• YOUR INSTRUCTIONS:
Your answer should be each line of the entries that contains the word "ReportFormat", copied in full.

[Collected data entries]

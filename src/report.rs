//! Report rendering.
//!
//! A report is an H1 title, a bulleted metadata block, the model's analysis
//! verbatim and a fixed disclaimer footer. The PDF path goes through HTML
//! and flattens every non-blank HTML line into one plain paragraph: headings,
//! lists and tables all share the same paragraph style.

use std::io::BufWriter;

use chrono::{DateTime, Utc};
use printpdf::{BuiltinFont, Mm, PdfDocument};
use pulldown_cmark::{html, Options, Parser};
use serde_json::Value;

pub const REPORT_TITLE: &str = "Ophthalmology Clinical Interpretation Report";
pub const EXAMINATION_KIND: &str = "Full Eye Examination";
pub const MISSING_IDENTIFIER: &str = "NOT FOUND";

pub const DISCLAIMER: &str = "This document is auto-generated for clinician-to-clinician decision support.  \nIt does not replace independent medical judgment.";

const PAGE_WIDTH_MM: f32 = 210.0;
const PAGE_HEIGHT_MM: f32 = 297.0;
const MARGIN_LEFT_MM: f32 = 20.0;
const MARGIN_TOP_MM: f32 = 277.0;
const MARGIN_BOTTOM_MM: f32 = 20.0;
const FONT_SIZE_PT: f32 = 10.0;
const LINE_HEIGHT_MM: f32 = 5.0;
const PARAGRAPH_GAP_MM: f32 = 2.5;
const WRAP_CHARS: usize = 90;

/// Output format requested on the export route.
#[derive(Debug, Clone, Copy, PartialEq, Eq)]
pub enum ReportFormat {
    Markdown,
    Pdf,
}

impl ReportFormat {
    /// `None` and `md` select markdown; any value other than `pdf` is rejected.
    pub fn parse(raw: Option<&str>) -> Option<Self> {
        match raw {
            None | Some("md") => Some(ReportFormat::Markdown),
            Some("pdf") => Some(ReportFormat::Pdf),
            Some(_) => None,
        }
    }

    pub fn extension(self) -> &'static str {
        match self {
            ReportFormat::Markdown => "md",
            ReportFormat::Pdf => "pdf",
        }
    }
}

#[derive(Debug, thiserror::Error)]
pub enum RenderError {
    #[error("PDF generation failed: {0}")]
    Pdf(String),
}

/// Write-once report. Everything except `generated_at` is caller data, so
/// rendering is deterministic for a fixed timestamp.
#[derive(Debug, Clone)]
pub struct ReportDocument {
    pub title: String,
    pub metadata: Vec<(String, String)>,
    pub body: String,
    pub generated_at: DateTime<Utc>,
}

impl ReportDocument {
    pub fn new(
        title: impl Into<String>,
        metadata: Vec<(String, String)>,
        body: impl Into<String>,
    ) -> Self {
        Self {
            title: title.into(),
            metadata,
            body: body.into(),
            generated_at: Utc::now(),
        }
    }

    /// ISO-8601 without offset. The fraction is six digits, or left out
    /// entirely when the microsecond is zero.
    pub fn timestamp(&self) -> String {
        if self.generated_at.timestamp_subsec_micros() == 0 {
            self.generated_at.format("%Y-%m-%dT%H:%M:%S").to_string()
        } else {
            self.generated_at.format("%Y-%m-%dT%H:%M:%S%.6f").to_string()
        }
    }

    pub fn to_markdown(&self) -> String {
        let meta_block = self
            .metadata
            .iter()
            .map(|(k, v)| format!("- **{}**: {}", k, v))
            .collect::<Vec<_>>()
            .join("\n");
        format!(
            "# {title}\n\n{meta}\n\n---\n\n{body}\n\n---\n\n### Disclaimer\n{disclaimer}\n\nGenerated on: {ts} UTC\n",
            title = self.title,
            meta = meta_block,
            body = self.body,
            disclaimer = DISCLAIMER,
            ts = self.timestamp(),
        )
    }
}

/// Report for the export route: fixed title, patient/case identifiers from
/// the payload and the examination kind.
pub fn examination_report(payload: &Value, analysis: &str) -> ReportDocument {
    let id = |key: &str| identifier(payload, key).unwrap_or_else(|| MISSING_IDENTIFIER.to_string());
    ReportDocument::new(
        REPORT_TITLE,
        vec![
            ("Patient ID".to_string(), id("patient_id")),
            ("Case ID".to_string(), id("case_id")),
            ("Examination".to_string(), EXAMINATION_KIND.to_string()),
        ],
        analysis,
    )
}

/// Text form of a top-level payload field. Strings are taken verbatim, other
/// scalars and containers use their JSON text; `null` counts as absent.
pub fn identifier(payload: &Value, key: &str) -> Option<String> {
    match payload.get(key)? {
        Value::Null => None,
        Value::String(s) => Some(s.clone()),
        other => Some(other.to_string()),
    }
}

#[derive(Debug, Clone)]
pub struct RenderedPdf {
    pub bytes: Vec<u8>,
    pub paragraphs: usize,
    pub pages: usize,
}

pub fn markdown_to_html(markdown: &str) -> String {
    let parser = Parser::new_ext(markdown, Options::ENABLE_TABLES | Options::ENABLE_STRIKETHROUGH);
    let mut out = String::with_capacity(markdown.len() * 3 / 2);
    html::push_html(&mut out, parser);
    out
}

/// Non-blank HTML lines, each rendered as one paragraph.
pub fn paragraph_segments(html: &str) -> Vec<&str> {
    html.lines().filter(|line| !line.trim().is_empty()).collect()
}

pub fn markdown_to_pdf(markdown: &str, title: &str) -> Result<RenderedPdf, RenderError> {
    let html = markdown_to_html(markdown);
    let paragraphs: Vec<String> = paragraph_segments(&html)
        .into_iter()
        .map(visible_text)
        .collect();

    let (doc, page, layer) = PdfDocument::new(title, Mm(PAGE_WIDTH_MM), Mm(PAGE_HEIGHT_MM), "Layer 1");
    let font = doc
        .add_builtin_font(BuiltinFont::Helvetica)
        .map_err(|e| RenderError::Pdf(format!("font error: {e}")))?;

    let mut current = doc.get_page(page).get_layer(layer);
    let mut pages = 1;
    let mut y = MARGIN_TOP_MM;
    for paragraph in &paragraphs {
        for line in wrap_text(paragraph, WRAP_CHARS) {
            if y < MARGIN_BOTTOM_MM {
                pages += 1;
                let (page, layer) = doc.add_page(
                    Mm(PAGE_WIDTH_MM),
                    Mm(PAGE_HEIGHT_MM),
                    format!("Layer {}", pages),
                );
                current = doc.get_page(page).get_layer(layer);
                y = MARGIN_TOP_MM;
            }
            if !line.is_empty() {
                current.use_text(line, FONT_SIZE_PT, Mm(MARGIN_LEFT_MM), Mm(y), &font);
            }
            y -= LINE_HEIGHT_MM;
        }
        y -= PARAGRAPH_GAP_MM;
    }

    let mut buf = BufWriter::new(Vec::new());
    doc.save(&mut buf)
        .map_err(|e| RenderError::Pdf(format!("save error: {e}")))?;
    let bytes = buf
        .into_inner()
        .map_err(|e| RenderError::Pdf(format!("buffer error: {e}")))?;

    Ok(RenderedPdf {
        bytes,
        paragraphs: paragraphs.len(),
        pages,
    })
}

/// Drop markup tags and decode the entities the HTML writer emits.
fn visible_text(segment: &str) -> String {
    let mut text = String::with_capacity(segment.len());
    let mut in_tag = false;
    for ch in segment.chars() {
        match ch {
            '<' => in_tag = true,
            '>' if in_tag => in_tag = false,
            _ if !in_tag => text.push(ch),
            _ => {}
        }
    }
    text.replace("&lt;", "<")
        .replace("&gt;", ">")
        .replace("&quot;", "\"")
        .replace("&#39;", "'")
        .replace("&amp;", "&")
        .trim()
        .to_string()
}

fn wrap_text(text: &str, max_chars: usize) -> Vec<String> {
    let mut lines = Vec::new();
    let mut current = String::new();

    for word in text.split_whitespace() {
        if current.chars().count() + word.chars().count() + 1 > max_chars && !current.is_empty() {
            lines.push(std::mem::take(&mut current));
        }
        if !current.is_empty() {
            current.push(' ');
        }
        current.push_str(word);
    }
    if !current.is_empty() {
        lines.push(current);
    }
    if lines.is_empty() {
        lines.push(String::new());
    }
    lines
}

• EXERCISE ANSWER:
pub enum ReportFormat {
impl ReportFormat {
            None | Some("md") => Some(ReportFormat::Markdown),
            Some("pdf") => Some(ReportFormat::Pdf),
            ReportFormat::Markdown => "md",
            ReportFormat::Pdf => "pdf",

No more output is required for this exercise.